Data from: Odor source distance is predictable from time-histories of odor statistics for large scale outdoor plumes

Cite this dataset

Nag, Arunava; van Breugel, Floris (2024). Data from: Odor source distance is predictable from time-histories of odor statistics for large scale outdoor plumes [Dataset]. Dryad. https://doi.org/10.5061/dryad.2547d7wvr

Abstract

Odor plumes in turbulent environments are intermittent and sparse. Lab-scaled experiments suggest that information about the source distance may be encoded in odor signal statistics, yet it is unclear whether useful and continuous distance estimates can be made under real-world flow conditions. Here we analyze odor signals from outdoor experiments with a sensor moving across large spatial scales in desert and forest environments to show that odor signal statistics can yield useful estimates of distance. We show that achieving accurate estimates of distance requires integrating statistics from 5-10 seconds, with a high temporal encoding of the olfactory signal of at least 20 Hz. By combining distance estimates from a linear model with wind-relative motion dynamics, we achieved source distance estimates in a 60x60 m2 search area with median errors of 3-8 meters, a distance at which point odor sources are often within visual range for animals such as mosquitoes.

README: Odor source distance is predictable from time-histories of odor statistics for large scale outdoor plumes

This repository consist of the data analysis done for Odor Tracking experiment.

Abstract

Odor plumes in turbulent environments are intermittent and sparse. Lab-scaled experiments suggest that information about the source distance may be encoded in odor signal statistics, yet it is unclear whether useful and continuous distance estimates can be made under real-world flow conditions. Here we analyze odor signals from outdoor experiments with a sensor moving across large spatial scales in desert and forest environments to show that odor signal statistics can yield useful estimates of distance. We show that achieving accurate estimates of distance requires integrating statistics from 5-10 seconds, with a high temporal encoding of the olfactory signal of at least 20 Hz. By combining distance estimates from a linear model with wind-relative motion dynamics, we achieved source distance estimates in a 60x60 meter square search area with median errors of 3-8 meters, a distance at which point odor sources are often within visual range for animals such as mosquitoes.

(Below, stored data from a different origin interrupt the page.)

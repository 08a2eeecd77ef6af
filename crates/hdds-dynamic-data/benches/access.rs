// SPDX-License-Identifier: Apache-2.0 OR MIT
// Copyright (c) 2025-2026 naskel.com

//! DynamicData Access Benchmark
//!
//! Measures the cost of the keyed access paths:
//! - plain member names vs. parsed path expressions
//! - bulk `_values` copies vs. per-element reads
//! - CDR encode/decode of a nested sample

#![allow(clippy::uninlined_format_args)]
#![allow(clippy::cast_precision_loss)]

use criterion::{black_box, criterion_group, criterion_main, BenchmarkId, Criterion};
use hdds_dynamic_data::{DynamicData, PrimitiveKind, TypeDescriptor, TypeDescriptorBuilder};
use std::sync::Arc;

fn pose_type() -> Arc<TypeDescriptor> {
    let vector = Arc::new(
        TypeDescriptorBuilder::new("Vector3")
            .field("x", PrimitiveKind::F64)
            .field("y", PrimitiveKind::F64)
            .field("z", PrimitiveKind::F64)
            .build(),
    );
    let link = Arc::new(
        TypeDescriptorBuilder::new("Link")
            .string_field("name")
            .field_with_type("offset", vector.clone())
            .build(),
    );
    Arc::new(
        TypeDescriptorBuilder::new("Pose")
            .field("stamp", PrimitiveKind::U64)
            .field_with_type("position", vector)
            .sequence_field_of("links", link)
            .sequence_field("samples", PrimitiveKind::F32)
            .build(),
    )
}

fn populated(desc: &Arc<TypeDescriptor>, samples: usize) -> DynamicData {
    let mut data = DynamicData::new(desc);
    data.set("stamp", 1_700_000_000u64).expect("stamp");
    data.set("position.x", 1.0f64).expect("x");
    for i in 0..4 {
        data.set(format!("links[{}].name", i).as_str(), "link")
            .expect("link name");
        data.set(format!("links[{}].offset.z", i).as_str(), i as f64)
            .expect("link offset");
    }
    let values: Vec<f32> = (0..samples).map(|i| i as f32).collect();
    data.set_f32_values("samples", &values).expect("samples");
    data
}

fn bench_keyed_access(c: &mut Criterion) {
    let desc = pose_type();
    let mut data = populated(&desc, 16);

    c.bench_function("get_by_name", |b| {
        b.iter(|| black_box(data.get_u64(black_box("stamp"))));
    });
    c.bench_function("get_by_path", |b| {
        b.iter(|| black_box(data.get_f64(black_box("links[2].offset.z"))));
    });
    c.bench_function("get_by_index", |b| {
        b.iter(|| black_box(data.get(black_box(0usize))));
    });
    c.bench_function("set_by_path", |b| {
        b.iter(|| data.set(black_box("position.y"), black_box(2.5f64)));
    });
}

fn bench_bulk_values(c: &mut Criterion) {
    let desc = pose_type();
    let mut group = c.benchmark_group("bulk_values");
    for size in [64usize, 1024, 16384] {
        let mut data = populated(&desc, size);
        let values: Vec<f32> = (0..size).map(|i| i as f32 * 0.5).collect();

        group.bench_with_input(BenchmarkId::new("get_f32_values", size), &size, |b, _| {
            b.iter(|| black_box(data.get_f32_values("samples")));
        });
        group.bench_with_input(BenchmarkId::new("get_f64_values", size), &size, |b, _| {
            b.iter(|| black_box(data.get_f64_values("samples")));
        });
        group.bench_with_input(BenchmarkId::new("set_f32_values", size), &size, |b, _| {
            b.iter(|| data.set_f32_values("samples", black_box(&values)));
        });
    }
    group.finish();
}

fn bench_cdr(c: &mut Criterion) {
    let desc = pose_type();
    let data = populated(&desc, 256);
    let bytes = data.to_cdr_buffer().expect("encode");

    c.bench_function("cdr_encode", |b| {
        b.iter(|| black_box(data.to_cdr_buffer()));
    });
    c.bench_function("cdr_decode", |b| {
        b.iter(|| black_box(DynamicData::from_cdr_buffer(&desc, black_box(&bytes))));
    });
}

criterion_group!(benches, bench_keyed_access, bench_bulk_values, bench_cdr);
criterion_main!(benches);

Preprint: "Odor source location can be predicted from a time-history of odor statistics for a large-scale outdoor plume"

Data Files Walkthrough

Data Description:

This contains all datasets involved in the analysis of the preprint as available here: "Odor source location can be predicted from a time-history of odor statistics for a large-scale outdoor plume" and the analysis repository can be found in here in github. All the file format are in pandas .h5 or .hdf format, are compatible with 1.0.0 < pandas <= 1.5.3

Download the data from Data dryad. The data folder along with figure folder, can be placed in the home folder under ~/odor_anaylsis/ .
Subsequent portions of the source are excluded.